Nope, why make just another flick about a genius who forever changed the face of contemporary music when you give the world the world story of the man without whom there would be no “Der Kommisar” and or “Rock Me, Amadeus.” Ladies and gentlemen, direct from Austria and the year 2008 — sometimes it takes a while for good things to make it stateside — I present “Falco – Verdammt, wir leben noch!” (“Falco – Damn, We’re Still Alive”). Forgive the lack of subtitles, but I’m feeling like we get the gist.

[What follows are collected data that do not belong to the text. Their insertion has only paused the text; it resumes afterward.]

//! Database registry for ShelfDB
//!
//! A database owns named tables and orchestrates persistence across them:
//! CRUD requests route through it so every mutation lands in the WAL, and
//! save/load/checkpoint/export fan out to the storage engine.

use std::path::{Path, PathBuf};

use indexmap::IndexMap;
use serde::Serialize;
use tracing::info;

use crate::error::{Error, Result};
use crate::record::Record;
use crate::schema::{Field, Schema};
use crate::storage::{DiskStats, StorageEngine, WalEntry, WalOp, WalReplay};
use crate::table::{Query, Table, UpdateReport};

/// Configuration for opening a database. Persistence is opt-in; every table
/// registration names an explicit database instance, there is no implicit
/// process-wide default.
#[derive(Debug, Clone)]
pub struct DatabaseConfig {
    name: String,
    base_path: Option<PathBuf>,
}

impl DatabaseConfig {
    /// Configure an in-memory database with the given name
    pub fn new(name: impl Into<String>) -> Self {
        Self {
            name: name.into(),
            base_path: None,
        }
    }

    /// Enable persistence under `<base_path>/<name>/`
    pub fn persist_to(mut self, base_path: impl Into<PathBuf>) -> Self {
        self.base_path = Some(base_path.into());
        self
    }

    /// Open the database described by this configuration
    pub fn open(self) -> Database {
        let storage = self
            .base_path
            .map(|path| StorageEngine::new(self.name.clone(), path));
        Database {
            name: self.name,
            tables: IndexMap::new(),
            storage,
        }
    }
}

/// In-memory counts for one registered table
#[derive(Debug, Clone, Serialize)]
pub struct TableStats {
    pub records: usize,
    pub schema_fields: usize,
}

/// Snapshot of database statistics: in-memory counts per table, plus on-disk
/// sizes when persistence is enabled
#[derive(Debug, Serialize)]
pub struct DatabaseStats {
    pub name: String,
    pub persistent: bool,
    pub tables: IndexMap<String, TableStats>,
    pub disk: Option<DiskStats>,
}

/// Registry mapping table name to table, with optional persistence
#[derive(Debug)]
pub struct Database {
    name: String,
    tables: IndexMap<String, Table>,
    storage: Option<StorageEngine>,
}

impl Database {
    /// Open a database that lives only in memory
    pub fn in_memory(name: impl Into<String>) -> Self {
        DatabaseConfig::new(name).open()
    }

    /// Open a database persisted under `<base_path>/<name>/`
    pub fn persistent(name: impl Into<String>, base_path: impl Into<PathBuf>) -> Self {
        DatabaseConfig::new(name).persist_to(base_path).open()
    }

    /// Database name
    pub fn name(&self) -> &str {
        &self.name
    }

    /// Whether this database writes through to disk
    pub fn is_persistent(&self) -> bool {
        self.storage.is_some()
    }

    /// Add a table to the registry. With persistence enabled, the schema file
    /// is written immediately and a `CREATE_TABLE` entry logged.
    pub fn register(&mut self, table: Table) -> Result<()> {
        if self.tables.contains_key(table.name()) {
            return Err(Error::TableAlreadyExists(table.name().to_string()));
        }
        if let Some(storage) = &mut self.storage {
            storage.write_schema(table.name(), table.schema())?;
            storage.append_wal(&WalEntry::new(WalOp::CreateTable, table.name()))?;
        }
        info!(db = %self.name, table = table.name(), "table registered");
        self.tables.insert(table.name().to_string(), table);
        Ok(())
    }

    /// Build a schema from ordered field descriptors and register a new empty
    /// table under it
    pub fn create_table(&mut self, name: &str, fields: Vec<Field>) -> Result<()> {
        let schema = Schema::from_fields(fields)?;
        self.register(Table::new(name, schema))
    }

    /// Get a registered table by name
    pub fn table(&self, name: &str) -> Result<&Table> {
        self.tables
            .get(name)
            .ok_or_else(|| Error::TableNotFound(name.to_string()))
    }

    fn table_mut(&mut self, name: &str) -> Result<&mut Table> {
        self.tables
            .get_mut(name)
            .ok_or_else(|| Error::TableNotFound(name.to_string()))
    }

    /// List all registered table names
    pub fn list_tables(&self) -> Vec<String> {
        self.tables.keys().cloned().collect()
    }

    /// Remove a table from the registry and, with persistence, its files
    pub fn drop_table(&mut self, name: &str) -> Result<()> {
        if self.tables.shift_remove(name).is_none() {
            return Err(Error::TableNotFound(name.to_string()));
        }
        if let Some(storage) = &mut self.storage {
            storage.drop_table(name)?;
        }
        Ok(())
    }

    /// Insert a record into a named table. The stored record (with filled
    /// defaults and primary key) is logged and returned.
    pub fn insert(&mut self, table: &str, values: Record) -> Result<Record> {
        let record = self.table_mut(table)?.insert(values)?;
        if let Some(storage) = &mut self.storage {
            storage.append_wal(&WalEntry::new(WalOp::Insert, table).with_record(record.clone()))?;
        }
        Ok(record)
    }

    /// Query a named table
    pub fn select(&self, table: &str, query: &Query) -> Result<Vec<Record>> {
        self.table(table)?.select(query)
    }

    /// Number of records in a named table
    pub fn count(&self, table: &str) -> Result<usize> {
        Ok(self.table(table)?.count())
    }

    /// Update matching records in a named table; one `UPDATE` entry is logged
    /// per applied record, carrying both images
    pub fn update<F>(&mut self, table: &str, predicate: F, changes: &Record) -> Result<UpdateReport>
    where
        F: Fn(&Record) -> bool,
    {
        let report = self.table_mut(table)?.update(predicate, changes)?;
        if let Some(storage) = &mut self.storage {
            for change in &report.changes {
                storage.append_wal(
                    &WalEntry::new(WalOp::Update, table)
                        .with_record(change.after.clone())
                        .with_old_record(change.before.clone()),
                )?;
            }
        }
        Ok(report)
    }

    /// Delete matching records from a named table; one `DELETE` entry is
    /// logged per removed record. Returns the number removed.
    pub fn delete<F>(&mut self, table: &str, predicate: F) -> Result<usize>
    where
        F: Fn(&Record) -> bool,
    {
        let removed = self.table_mut(table)?.delete(predicate);
        if let Some(storage) = &mut self.storage {
            for record in &removed {
                storage
                    .append_wal(&WalEntry::new(WalOp::Delete, table).with_old_record(record.clone()))?;
            }
        }
        Ok(removed.len())
    }

    fn storage(&self) -> Result<&StorageEngine> {
        self.storage
            .as_ref()
            .ok_or_else(|| Error::PersistenceDisabled(self.name.clone()))
    }

    fn storage_mut(&mut self) -> Result<&mut StorageEngine> {
        self.storage
            .as_mut()
            .ok_or_else(|| Error::PersistenceDisabled(self.name.clone()))
    }

    /// Materialize every table's record file. The WAL is untouched. Returns
    /// the number of tables written.
    pub fn save(&self) -> Result<usize> {
        let storage = self.storage()?;
        for table in self.tables.values() {
            storage.write_records(table.name(), table.records())?;
        }
        info!(db = %self.name, tables = self.tables.len(), "database saved");
        Ok(self.tables.len())
    }

    /// Replace the registry with the tables persisted on disk. Each table's
    /// id counter resumes past its highest stored primary key.
    pub fn load(&mut self) -> Result<usize> {
        let loaded = self.storage()?.load()?;
        let mut tables = IndexMap::with_capacity(loaded.len());
        for (name, schema, records) in loaded {
            tables.insert(name.clone(), Table::from_saved(name, schema, records));
        }
        self.tables = tables;
        info!(db = %self.name, tables = self.tables.len(), "database loaded");
        Ok(self.tables.len())
    }

    /// Save every table, then archive the current WAL segment and start a
    /// fresh one. Saving first means the archived segment never holds the
    /// only copy of an operation.
    pub fn checkpoint(&mut self) -> Result<()> {
        self.save()?;
        self.storage_mut()?.checkpoint()
    }

    /// Read back the current WAL segment for recovery diagnostics
    pub fn replay_wal(&self) -> Result<WalReplay> {
        self.storage()?.replay_wal()
    }

    /// Export a table's in-memory record set as a single JSON document
    pub fn export_table(&self, table: &str, path: impl AsRef<Path>) -> Result<()> {
        let records = self.table(table)?.records();
        self.storage()?.export_table(table, records, path)
    }

    /// In-memory counts per table, plus on-disk sizes when persistence is
    /// enabled
    pub fn get_stats(&self) -> Result<DatabaseStats> {
        let mut tables = IndexMap::with_capacity(self.tables.len());
        for table in self.tables.values() {
            tables.insert(
                table.name().to_string(),
                TableStats {
                    records: table.count(),
                    schema_fields: table.schema().field_count(),
                },
            );
        }
        let disk = match &self.storage {
            Some(storage) => Some(storage.stats()?),
            None => None,
        };
        Ok(DatabaseStats {
            name: self.name.clone(),
            persistent: self.storage.is_some(),
            tables,
            disk,
        })
    }
}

H/t to Christopher Stipp of /Film.

Okay, it should be mentioned that Falco was, in fact, the most famous German language pop artist internationally, at least that I can think of right now. Also, I sort of liked “Der Kommisar” back in the day. “Rock Me, Amadeus” never did it for (for that matter, neither did “Amadeus”). Also, I believe that my first ever paying writing assignment was writing a review of the worldwide-hit free album Herr Falco made betweeen “Der Kommisar” and “Rock Me Amadeus.” If memory serves, I think I gave it a C+ or, perhaps feeling a bit generous, a B-. Shades of things to come.

Special bonus video after the flip.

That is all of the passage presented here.